[Work request]
Would you please return every line from the listing that contains the word "Baptist"?

--------------------------------------------------

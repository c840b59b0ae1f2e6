//! # lsystem-builder
//!
//! An engine-agnostic crate that expands L-System grammars and interprets the
//! result as turtle-graphics spawn commands.
//!
//! It decouples the *Grammar* (axiom + rewrite rules) from the *Structure*
//! (the instantiated object tree): [`LSystemBuilder`] walks the expanded
//! symbol string and drives a [`Host`] capability that game engines,
//! simulators, or offline bakers implement to actually create instances.

pub mod builder;
pub mod grammar;
pub mod turtle;

pub use builder::*;
pub use grammar::*;
pub use turtle::*;
//! Select, filter, arrange, and mutate behavior.

mod test_data_gen;

use tidyframe::error::Error;
use tidyframe::prelude::*;
use test_data_gen::{churches, int_column, str_column};

#[test]
fn select_projects_in_selector_order() {
    let t = churches();
    let out = Select::new(Selector::columns(["city", "name"]))
        .apply(&t)
        .expect("select");

    let names: Vec<&str> = out
        .schema()
        .fields
        .iter()
        .map(|f| f.name.as_str())
        .collect();
    assert_eq!(names, vec!["city", "name"]);
    assert_eq!(out.n_rows(), t.n_rows());
}

#[test]
fn select_is_idempotent() {
    let t = churches();
    let selector = Selector::columns(["name", "members"]);
    let once = Select::new(selector.clone()).apply(&t).expect("select");
    let twice = Select::new(selector).apply(&once).expect("select");
    assert_eq!(once, twice);
}

#[test]
fn select_complement_keeps_schema_order() {
    let t = churches();
    let out = Select::new(Selector::all_but(["members"]))
        .apply(&t)
        .expect("select");
    let names: Vec<&str> = out
        .schema()
        .fields
        .iter()
        .map(|f| f.name.as_str())
        .collect();
    assert_eq!(names, vec!["name", "denomination", "city"]);
}

#[test]
fn select_zero_columns_is_ambiguous() {
    let t = churches();
    let err = Select::new(Selector::all_but(["name", "denomination", "city", "members"]))
        .apply(&t)
        .unwrap_err();
    assert!(matches!(err, Error::AmbiguousSelection(_)), "{err}");
}

#[test]
fn filter_keeps_a_subset_in_order() {
    let t = churches();
    let out = Filter::new(Predicate::cmp("city", CmpOp::Eq, Value::Str("Boston".into())))
        .apply(&t)
        .expect("filter");

    assert!(out.n_rows() <= t.n_rows());
    assert_eq!(
        str_column(&out, "name"),
        vec!["St. Paul's", "First Baptist", "Second Baptist"]
    );
}

#[test]
fn filter_excludes_missing_without_raising() {
    let t = churches();
    // St. Peter's has missing members; neither the comparison nor its
    // negation may admit it.
    let over = Filter::new(Predicate::cmp("members", CmpOp::Gt, Value::Int(100)))
        .apply(&t)
        .expect("filter");
    let under = Filter::new(Predicate::Not(Box::new(Predicate::cmp(
        "members",
        CmpOp::Gt,
        Value::Int(100),
    ))))
    .apply(&t)
    .expect("filter");

    assert_eq!(over.n_rows() + under.n_rows(), t.n_rows() - 1);
    assert!(!str_column(&over, "name").contains(&"St. Peter's".to_string()));
    assert!(!str_column(&under, "name").contains(&"St. Peter's".to_string()));
}

#[test]
fn filter_accepts_a_row_function() {
    let t = churches();
    let out = Filter::with_fn(|row| {
        matches!(row.get("denomination"), Some(Value::Str(d)) if d == "Catholic")
    })
    .apply(&t)
    .expect("filter");
    assert_eq!(out.n_rows(), 3);
}

#[test]
fn filter_literal_type_mismatch_is_type_conflict() {
    let err = Filter::new(Predicate::cmp("members", CmpOp::Eq, Value::Str("many".into())))
        .apply(&churches())
        .unwrap_err();
    assert!(matches!(err, Error::TypeConflict(_)), "{err}");
}

#[test]
fn arrange_sorts_by_multiple_keys_stably() {
    let t = churches();
    let out = Arrange::new(vec![SortKey::asc("city"), SortKey::desc("members")])
        .apply(&t)
        .expect("arrange");

    let cities = str_column(&out, "city");
    let mut sorted = cities.clone();
    sorted.sort();
    assert_eq!(cities, sorted);

    // Within Boston, members descend.
    let members = int_column(&out, "members");
    let boston: Vec<Option<i64>> = cities
        .iter()
        .zip(&members)
        .filter(|(c, _)| c.as_str() == "Boston")
        .map(|(_, m)| *m)
        .collect();
    assert_eq!(boston, vec![Some(130), Some(95), Some(60)]);
}

#[test]
fn arrange_missing_sorts_last_ascending_first_descending() {
    let t = churches();

    let asc = Arrange::new(vec![SortKey::asc("members")])
        .apply(&t)
        .expect("arrange");
    assert_eq!(int_column(&asc, "members").last().copied(), Some(None));

    let desc = Arrange::new(vec![SortKey::desc("members")])
        .apply(&t)
        .expect("arrange");
    assert_eq!(int_column(&desc, "members").first().copied(), Some(None));
}

#[test]
fn arrange_preserves_original_order_on_ties() {
    let t = churches();
    let out = Arrange::new(vec![SortKey::asc("denomination")])
        .apply(&t)
        .expect("arrange");

    // Baptist churches keep their input order.
    let names = str_column(&out, "name");
    assert_eq!(
        &names[..3],
        &["First Baptist", "Second Baptist", "Third Baptist"]
    );
}

#[test]
fn mutate_appends_a_computed_column() {
    let t = churches();
    let out = Mutate::new("members_hundreds", DataType::Float, |row| {
        match row.get("members") {
            Some(Value::Int(m)) => Value::Float(*m as f64 / 100.0),
            _ => Value::Missing,
        }
    })
    .apply(&t)
    .expect("mutate");

    assert_eq!(out.n_rows(), t.n_rows());
    assert_eq!(out.n_cols(), t.n_cols() + 1);
    assert_eq!(
        out.value(0, out.n_cols() - 1),
        Some(&Value::Float(1.2))
    );
}

#[test]
fn mutate_replaces_in_place_when_name_exists() {
    let t = churches();
    let out = Mutate::new("members", DataType::Int, |row| match row.get("members") {
        Some(Value::Int(m)) => Value::Int(m * 2),
        _ => Value::Missing,
    })
    .apply(&t)
    .expect("mutate");

    assert_eq!(out.n_cols(), t.n_cols());
    assert_eq!(
        out.schema().index_of("members"),
        t.schema().index_of("members")
    );
    assert_eq!(int_column(&out, "members")[0], Some(240));
}

#[test]
fn mutate_type_disagreement_is_schema_violation() {
    let err = Mutate::new("flag", DataType::Bool, |_| Value::Int(1))
        .apply(&churches())
        .unwrap_err();
    assert!(matches!(err, Error::SchemaViolation(_)), "{err}");
}

#[test]
fn operations_do_not_mutate_their_input() {
    let t = churches();
    let snapshot = t.clone();
    let _ = Arrange::new(vec![SortKey::desc("name")]).apply(&t).expect("arrange");
    let _ = Filter::new(Predicate::cmp("city", CmpOp::Ne, Value::Str("Boston".into())))
        .apply(&t)
        .expect("filter");
    assert_eq!(t, snapshot);
}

--------------------------------------------------

[Task answer]
        vec!["St. Paul's", "First Baptist", "Second Baptist"]
    // Baptist churches keep their input order.
        &["First Baptist", "Second Baptist", "Third Baptist"]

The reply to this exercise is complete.